In spite of these unusual constraints, the question of the integration of the existing building into a new one produced remarkably varied architectural responses. Certain teams, such as Faucher, Aubertin, Brodeur, Gauthier (F.A.B.G.) or Atelier In Situ, relied on the addition of a prominent roof to ensure the unity of their proposal. Others, such as the Labonté Marcil, Cimaise-FBA and Éric Pelletier consortium, presented a project based on the existence of an articulated facade that encompassed both the old and the new. A handful of projects proposed of a volume around the existing volume, such as Dan Hanganu and Chevalier Morales, who both favoured the expression of a suspended box, whereas the Manon Asselin and Jodoin Lamarre Pratte (J.L.P.) consortium, as well as Brière Gilbert and Blouin Tardif, presented partially opened forms. The jury report reveals that in a first round, three projects were eliminated based on arguments related to their architectural quality - a lack of articulation, unnecessary complexity of circulation, or even the inadequacy of the architectural approach. F.A.B.G.'s project was eliminated in the second round, deemed too costly and "difficult to rationalize" despite a particularly developed concept that had earned a high score. Chevalier Morales' project, deemed "flexible, nonrigid" and "responding to criteria without formal dogmatism", was declared the winner in terms of points, ranking above Manon Asselin/J.L.P. and Brière Gilbert/Blouin Tardif, whose projects offered simpler spaces with less interesting interior circulation.

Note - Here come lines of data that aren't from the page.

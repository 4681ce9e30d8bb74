//! Clients for the remote backend the sync engine replays into.

use async_trait::async_trait;
use chrono::Utc;
use gym_proto::{
    ApplyOutcome, ApplyRequest, ApplyResponse, EntityKind, EntityRecord, ErrorBody, OperationKind,
    PendingOperation,
};
use std::collections::{HashMap, HashSet};
use std::sync::atomic::{AtomicBool, AtomicUsize, Ordering};
use std::sync::Mutex;
use std::time::Duration;
use uuid::Uuid;

#[derive(Debug, thiserror::Error)]
pub enum RemoteError {
    #[error("request failed: {0}")]
    Http(#[from] reqwest::Error),

    #[error("server rejected request ({status}): {message}")]
    Rejected { status: u16, message: String },

    #[error("remote backend unavailable")]
    Unavailable,
}

impl RemoteError {
    /// The request never got an answer from the server
    pub fn is_unreachable(&self) -> bool {
        matches!(self, RemoteError::Http(_) | RemoteError::Unavailable)
    }
}

/// The remote side of synchronization
#[async_trait]
pub trait RemoteBackend: Send + Sync {
    /// Cheap reachability check
    async fn health(&self) -> Result<(), RemoteError>;

    /// Apply one queued operation. Must be idempotent per `op_id` and per
    /// created entity id.
    async fn apply(&self, device_id: &str, op: &PendingOperation)
        -> Result<ApplyOutcome, RemoteError>;

    /// Every record of one kind the remote holds
    async fn fetch_all(&self, entity: EntityKind) -> Result<Vec<EntityRecord>, RemoteError>;
}

/// HTTP client for `gym-server`
pub struct HttpRemote {
    client: reqwest::Client,
    base_url: String,
    api_token: Option<String>,
}

impl HttpRemote {
    pub fn new(
        server_url: &str,
        api_token: Option<String>,
        timeout: Duration,
    ) -> Result<Self, RemoteError> {
        let client = reqwest::Client::builder().timeout(timeout).build()?;
        Ok(Self {
            client,
            base_url: normalize_base_url(server_url),
            api_token,
        })
    }

    fn request(&self, method: reqwest::Method, path: &str) -> reqwest::RequestBuilder {
        let builder = self
            .client
            .request(method, format!("{}/api/{}", self.base_url, path));
        match &self.api_token {
            Some(token) => builder.bearer_auth(token),
            None => builder,
        }
    }
}

/// Strip trailing slashes and a trailing `/api` so paths can be appended
fn normalize_base_url(server_url: &str) -> String {
    let trimmed = server_url.trim().trim_end_matches('/');
    trimmed.strip_suffix("/api").unwrap_or(trimmed).to_string()
}

async fn check(response: reqwest::Response) -> Result<reqwest::Response, RemoteError> {
    let status = response.status();
    if status.is_success() {
        return Ok(response);
    }
    let text = response.text().await.unwrap_or_default();
    let message = serde_json::from_str::<ErrorBody>(&text)
        .map(|body| body.error)
        .unwrap_or(text);
    Err(RemoteError::Rejected {
        status: status.as_u16(),
        message,
    })
}

#[async_trait]
impl RemoteBackend for HttpRemote {
    async fn health(&self) -> Result<(), RemoteError> {
        let response = self.request(reqwest::Method::GET, "health").send().await?;
        check(response).await?;
        Ok(())
    }

    async fn apply(
        &self,
        device_id: &str,
        op: &PendingOperation,
    ) -> Result<ApplyOutcome, RemoteError> {
        let body = ApplyRequest {
            device_id: device_id.to_string(),
            operation: op.clone(),
        };
        let response = self
            .request(reqwest::Method::POST, "sync/apply")
            .json(&body)
            .send()
            .await?;
        let reply: ApplyResponse = check(response).await?.json().await?;
        Ok(reply.outcome)
    }

    async fn fetch_all(&self, entity: EntityKind) -> Result<Vec<EntityRecord>, RemoteError> {
        let response = self
            .request(reqwest::Method::GET, &format!("entities/{}", entity.as_str()))
            .send()
            .await?;
        Ok(check(response).await?.json().await?)
    }
}

/// In-process remote with the same idempotency rules as `gym-server`.
///
/// Used for local-only demos and for exercising the sync engine in tests:
/// it can be switched offline and told to fail after a number of applies.
#[derive(Default)]
pub struct MemoryRemote {
    records: Mutex<HashMap<(EntityKind, Uuid), EntityRecord>>,
    applied_ops: Mutex<HashSet<Uuid>>,
    offline: AtomicBool,
    fail_after: Mutex<Option<usize>>,
    apply_calls: AtomicUsize,
}

impl MemoryRemote {
    pub fn new() -> Self {
        Self::default()
    }

    pub fn set_offline(&self, offline: bool) {
        self.offline.store(offline, Ordering::SeqCst);
    }

    /// Accept `n` more applies, then fail every following one
    pub fn fail_after(&self, n: usize) {
        if let Ok(mut guard) = self.fail_after.lock() {
            *guard = Some(n);
        }
    }

    pub fn clear_failures(&self) {
        if let Ok(mut guard) = self.fail_after.lock() {
            *guard = None;
        }
    }

    /// Number of apply requests received, including failed and duplicate ones
    pub fn apply_calls(&self) -> usize {
        self.apply_calls.load(Ordering::SeqCst)
    }

    pub fn record_count(&self) -> usize {
        self.records.lock().map(|r| r.len()).unwrap_or(0)
    }

    /// Forget which operations were applied, keeping the records. Simulates
    /// a server that lost its dedupe log, so only entity-id idempotency is left.
    pub fn forget_applied_ops(&self) {
        if let Ok(mut ops) = self.applied_ops.lock() {
            ops.clear();
        }
    }

    fn reachable(&self) -> Result<(), RemoteError> {
        if self.offline.load(Ordering::SeqCst) {
            Err(RemoteError::Unavailable)
        } else {
            Ok(())
        }
    }
}

#[async_trait]
impl RemoteBackend for MemoryRemote {
    async fn health(&self) -> Result<(), RemoteError> {
        self.reachable()
    }

    async fn apply(
        &self,
        _device_id: &str,
        op: &PendingOperation,
    ) -> Result<ApplyOutcome, RemoteError> {
        self.apply_calls.fetch_add(1, Ordering::SeqCst);
        self.reachable()?;
        {
            let mut budget = self.fail_after.lock().map_err(|_| RemoteError::Unavailable)?;
            if let Some(left) = budget.as_mut() {
                if *left == 0 {
                    return Err(RemoteError::Unavailable);
                }
                *left -= 1;
            }
        }

        let mut applied_ops = self.applied_ops.lock().map_err(|_| RemoteError::Unavailable)?;
        if applied_ops.contains(&op.op_id) {
            return Ok(ApplyOutcome::Duplicate);
        }
        let mut records = self.records.lock().map_err(|_| RemoteError::Unavailable)?;
        let key = (op.entity, op.entity_id);
        let outcome = match op.kind {
            OperationKind::Create if records.contains_key(&key) => ApplyOutcome::Duplicate,
            OperationKind::Create | OperationKind::Update => {
                let payload = op.payload.clone().ok_or_else(|| RemoteError::Rejected {
                    status: 422,
                    message: format!("{} {} has no payload", op.kind, op.entity),
                })?;
                records.insert(
                    key,
                    EntityRecord {
                        entity: op.entity,
                        id: op.entity_id,
                        payload,
                        updated_at: Utc::now(),
                    },
                );
                ApplyOutcome::Applied
            }
            OperationKind::Delete => {
                records.remove(&key);
                ApplyOutcome::Applied
            }
        };
        applied_ops.insert(op.op_id);
        Ok(outcome)
    }

    async fn fetch_all(&self, entity: EntityKind) -> Result<Vec<EntityRecord>, RemoteError> {
        self.reachable()?;
        let records = self.records.lock().map_err(|_| RemoteError::Unavailable)?;
        Ok(records
            .values()
            .filter(|r| r.entity == entity)
            .cloned()
            .collect())
    }
}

While reading the jury report, one could imagine that the project is rather banal and sober which is not the case. From the outside, the new building asserts its presence with a suspended and partially cantilevered volume, as well as its elegant profile forming a contemporary signal. The way the volume of variable thickness is sometimes treated as a technical area and sometimes as a liveable space demonstrates the team's ability to play with perception of scale in order to create a building integrated into its urban context. Inside, these architectural devices define autonomous spaces while ensuring transparency and continuity in plan and in section through the use of hoppers, mezzanines and double heights. This volumetric and spatial work is complemented by the building's envelope, which is at times a curtain wall, and other times a translucent screen whose development holds the potential for a rich tectonic expressiveness. The project's approach, quality of spaces and architectural language are clearly expressed without being too rigid, which resulted in a winning strategy. This strategy is also apparent in Chevalier Morales' other recent proposals, for the schemes developed were successful in winning other competitions.

Implementing the I.D.P. process allowed the jury to consider projects more openly, keeping in mind the subsequent step where the winning project would go through the necessary technical adjustments. Despite using a quantitative evaluation system based on a specific assessment scale, the potential of the architectural approach to achieve LEED-Gold certification, and the respect of the budget were evaluated, for in the jury report it is clearly stated that "the I.D.P. represents an effective tool to meet these requirements". This freedom clearly had an enormous impact on the judgment process, as the jurors were able to focus on "potential" architectural qualities (as the L.E.A.P. researchers are fond of saying) of each proposal. Postponing the technical aspects tied to the construction of the project until a post-competition stage helped raise the level of discussions in terms of architecture, albeit leaving unresolved the aspect of effective economic and ecological constructive solutions for the building process. The question remains to understand if the subsequent I.P.D. discussions related to the improvement of the architectural solutions proposed in the competition context, without systematically questioning their pertinence?